**Dataset:**

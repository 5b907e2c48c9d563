//! Test Data Builders
//!
//! Builders for the administrative drafts the catalog service accepts and
//! for user registrations. Tests set only the fields they care about.

use chrono::NaiveDate;
use core_kernel::{LocationId, Money};
use domain_catalog::{LocationDraft, LodgeDraft, TourDraft, TransportDraft};
use domain_user::{NewUser, UserRole};
use rust_decimal::Decimal;

use crate::fixtures::{MoneyFixtures, StringFixtures, TemporalFixtures};

/// Builder for [`TourDraft`]
#[derive(Debug, Clone)]
pub struct TourBuilder {
    draft: TourDraft,
}

impl Default for TourBuilder {
    fn default() -> Self {
        Self::new()
    }
}

impl TourBuilder {
    pub fn new() -> Self {
        Self {
            draft: TourDraft {
                name: StringFixtures::tour_name().to_string(),
                description: Some("Base camp views of Nanga Parbat".to_string()),
                location_id: None,
                duration_days: 5,
                price: MoneyFixtures::tour_price(),
                capacity: 10,
                available: None,
                start_date: TemporalFixtures::tour_start(),
                end_date: TemporalFixtures::tour_end(),
                guide: None,
            },
        }
    }

    pub fn name(mut self, name: impl Into<String>) -> Self {
        self.draft.name = name.into();
        self
    }

    pub fn price(mut self, price: Money) -> Self {
        self.draft.price = price;
        self
    }

    pub fn capacity(mut self, capacity: i64) -> Self {
        self.draft.capacity = capacity;
        self
    }

    pub fn available(mut self, available: i64) -> Self {
        self.draft.available = Some(available);
        self
    }

    pub fn location(mut self, location_id: LocationId) -> Self {
        self.draft.location_id = Some(location_id);
        self
    }

    /// Sets the departure and keeps the duration
    pub fn starting(mut self, start: NaiveDate) -> Self {
        self.draft.end_date = start + chrono::Duration::days(self.draft.duration_days);
        self.draft.start_date = start;
        self
    }

    pub fn guide(mut self, guide: impl Into<String>) -> Self {
        self.draft.guide = Some(guide.into());
        self
    }

    pub fn build(self) -> TourDraft {
        self.draft
    }
}

/// Builder for [`LodgeDraft`]
#[derive(Debug, Clone)]
pub struct LodgeBuilder {
    draft: LodgeDraft,
}

impl Default for LodgeBuilder {
    fn default() -> Self {
        Self::new()
    }
}

impl LodgeBuilder {
    pub fn new() -> Self {
        Self {
            draft: LodgeDraft {
                name: StringFixtures::lodge_name().to_string(),
                lodge_type: "HOTEL".to_string(),
                address: None,
                contact_number: None,
                location_id: None,
                price_per_night: MoneyFixtures::lodge_nightly(),
                total_rooms: 20,
                available_rooms: None,
                amenities: vec!["wifi".to_string(), "breakfast".to_string()],
                rating: None,
            },
        }
    }

    pub fn name(mut self, name: impl Into<String>) -> Self {
        self.draft.name = name.into();
        self
    }

    pub fn lodge_type(mut self, lodge_type: impl Into<String>) -> Self {
        self.draft.lodge_type = lodge_type.into();
        self
    }

    pub fn price_per_night(mut self, price: Money) -> Self {
        self.draft.price_per_night = price;
        self
    }

    pub fn rooms(mut self, total: i64) -> Self {
        self.draft.total_rooms = total;
        self
    }

    pub fn available_rooms(mut self, available: i64) -> Self {
        self.draft.available_rooms = Some(available);
        self
    }

    pub fn location(mut self, location_id: LocationId) -> Self {
        self.draft.location_id = Some(location_id);
        self
    }

    pub fn rating(mut self, rating: Decimal) -> Self {
        self.draft.rating = Some(rating);
        self
    }

    pub fn build(self) -> LodgeDraft {
        self.draft
    }
}

/// Builder for [`TransportDraft`]
#[derive(Debug, Clone)]
pub struct TransportBuilder {
    draft: TransportDraft,
}

impl Default for TransportBuilder {
    fn default() -> Self {
        Self::new()
    }
}

impl TransportBuilder {
    pub fn new() -> Self {
        Self {
            draft: TransportDraft {
                transport_type: "BUS".to_string(),
                provider: StringFixtures::provider().to_string(),
                vehicle_number: Some("GLT-1234".to_string()),
                from_location_id: None,
                to_location_id: None,
                cost: MoneyFixtures::transport_fare(),
                capacity: 40,
                available_seats: None,
            },
        }
    }

    pub fn transport_type(mut self, transport_type: impl Into<String>) -> Self {
        self.draft.transport_type = transport_type.into();
        self
    }

    pub fn provider(mut self, provider: impl Into<String>) -> Self {
        self.draft.provider = provider.into();
        self
    }

    pub fn route(mut self, from: LocationId, to: LocationId) -> Self {
        self.draft.from_location_id = Some(from);
        self.draft.to_location_id = Some(to);
        self
    }

    pub fn cost(mut self, cost: Money) -> Self {
        self.draft.cost = cost;
        self
    }

    pub fn seats(mut self, capacity: i64) -> Self {
        self.draft.capacity = capacity;
        self
    }

    pub fn available_seats(mut self, available: i64) -> Self {
        self.draft.available_seats = Some(available);
        self
    }

    pub fn build(self) -> TransportDraft {
        self.draft
    }
}

/// Builder for user registrations
#[derive(Debug, Clone)]
pub struct UserBuilder {
    user: NewUser,
}

impl Default for UserBuilder {
    fn default() -> Self {
        Self::new()
    }
}

impl UserBuilder {
    /// A customer with a unique email
    pub fn new() -> Self {
        Self {
            user: NewUser::new("Ayesha Khan", StringFixtures::email(), UserRole::Customer),
        }
    }

    pub fn name(mut self, name: impl Into<String>) -> Self {
        self.user.name = name.into();
        self
    }

    pub fn email(mut self, email: impl Into<String>) -> Self {
        self.user.email = email.into();
        self
    }

    pub fn admin(mut self) -> Self {
        self.user.role = UserRole::Admin;
        self
    }

    pub fn phone(mut self, phone: impl Into<String>) -> Self {
        self.user.phone = Some(phone.into());
        self
    }

    pub fn build(self) -> NewUser {
        self.user
    }
}

/// Shorthand for a location in the default country
pub fn location(name: &str) -> LocationDraft {
    LocationDraft::new(name, StringFixtures::country())
}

**What to produce:** In the material above, how many lines contain the string "StringFixtures"? Respond with that number by itself.

**Result for this exercise:** 6